Evidence of greater impact of diabetes complications on the mental health of Asian immigrants:a hidden co-morbidity (#50)

Margaret McGill 1 2 , Zhaolin Meng 3 , Lynda Molyneaux 1 2 , Rumaisa Banatwalla 1 , Ted Wu 1 , Dennis K Yue 1 2 , Jencia Wong 1 2
  1. Diabetes Centre, Royal Prince Alfred Hospital, Camperdown, NSW, Australia
  2. Discipline of Medicine, University of Sydney, Sydney, NSW, Australia
  3. Dept of Endocrinology, Xiamen University Hospital, Xiamen, China

Comorbid depression is associated with adverse health outcomes in people with diabetes. Immigrant Chinese (CI) may experience higher levels of diabetes-related distress given different cultural attitudes, however little is known of depression in this population. We administered the Patient Health Questionnaire-9(PHQ9), a validated clinical tool to detect significant depression to 100 CI and 88 European (E) participants with type 2 diabetes, consecutively attending the RPAH Diabetes Centre.

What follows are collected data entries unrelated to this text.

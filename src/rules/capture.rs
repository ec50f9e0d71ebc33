//! Directional capture search.
//!
//! From a candidate move, each of the six axial directions is walked one
//! tile at a time:
//!
//! - an empty tile ends the walk with nothing captured
//! - an opponent disk is collected and the walk continues
//! - an own disk ends the walk and everything collected is captured
//! - leaving the board discards whatever was collected
//!
//! The search only reads the board.

use smallvec::SmallVec;
use tracing::trace;

use crate::board::Board;
use crate::core::{Coord, Direction, Player};

/// Tiles captured along one direction.
pub type Line = SmallVec<[Coord; 8]>;

/// Tiles captured by a whole move.
pub type Captures = SmallVec<[Coord; 16]>;

/// Tiles `mover` would capture walking from `origin` in `direction`.
///
/// `origin` itself is never inspected.
#[must_use]
pub fn captures_in_direction(board: &Board, origin: Coord, direction: Direction, mover: Player) -> Line {
    let mut candidates = Line::new();
    let mut cursor = origin.neighbor(direction);

    while let Some(tile) = board.get(cursor) {
        match tile.top() {
            None => return Line::new(),
            Some(color) if color == mover => return candidates,
            Some(_) => candidates.push(cursor),
        }
        cursor = cursor.neighbor(direction);
    }

    Line::new()
}

/// Every tile `mover` would capture by playing at `origin`, in
/// `Direction::ALL` order.
#[must_use]
pub fn captures(board: &Board, origin: Coord, mover: Player) -> Captures {
    let mut all = Captures::new();
    for direction in Direction::ALL {
        let line = captures_in_direction(board, origin, direction, mover);
        if !line.is_empty() {
            trace!(%origin, ?direction, count = line.len(), "capture line");
        }
        all.extend(line);
    }
    all
}

/// Whether `mover` may play at `origin`: the tile is empty and at least one
/// direction captures something. Off-board coordinates are never legal.
#[must_use]
pub fn is_legal(board: &Board, origin: Coord, mover: Player) -> bool {
    match board.get(origin) {
        Some(tile) if !tile.has_disk() => Direction::ALL
            .into_iter()
            .any(|d| !captures_in_direction(board, origin, d, mover).is_empty()),
        _ => false,
    }
}

/// Whether `mover` has any legal move.
#[must_use]
pub fn has_legal_move(board: &Board, mover: Player) -> bool {
    board.empty_coords().any(|c| is_legal(board, c, mover))
}

/// Every legal move for `mover`, in `Coord` order.
#[must_use]
pub fn legal_moves(board: &Board, mover: Player) -> Vec<Coord> {
    board.empty_coords().filter(|c| is_legal(board, *c, mover)).collect()
}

Participants were considered depressed if they had the required number of depressive symptoms; PHQ9 score≥10 for major, ≥5 for minor depressive symptoms. Association of PHQ9 scores with metabolic factors and complications burden were studied in each group. The distribution of depression scores were equivalent, with moderate-severe depression scores in 19% and 18% of CI and E respectively. Only 2% of CI acknowledged a history of depression. Interpreter use was associated with a higher depression score in CI. There was a commensurate rise in severity of depression with increasing prevalence of complications in CI, a relationship not seen in E (figure1). By multivariate analysis, CI PHQ-9 scores were independently associated with hypoglycaemia, diabetes-complications, time spent alone, and ability to speak English, collectively explaining 36.4 % of the variance in CI PHQ-9 scores (p<0.001). In contrast, PHQ9 score was not associated with metabolic or diabetes complication factors in E cohort. Significant depression was highly prevalent in both groups and under recognized. Depression in CI was more robustly associated with diabetes-related factors than in E. This relationship may be bidirectional suggesting that CI have a higher susceptibility to the negative mental health impact of diabetes complications and/or altered disease perception and/or increased negative metabolic effects of co-incident depression. These data suggest strongly that depression is a hidden comorbidity especially for CI with diabetic-complications; an observation highlighting a need for case-finding in this group.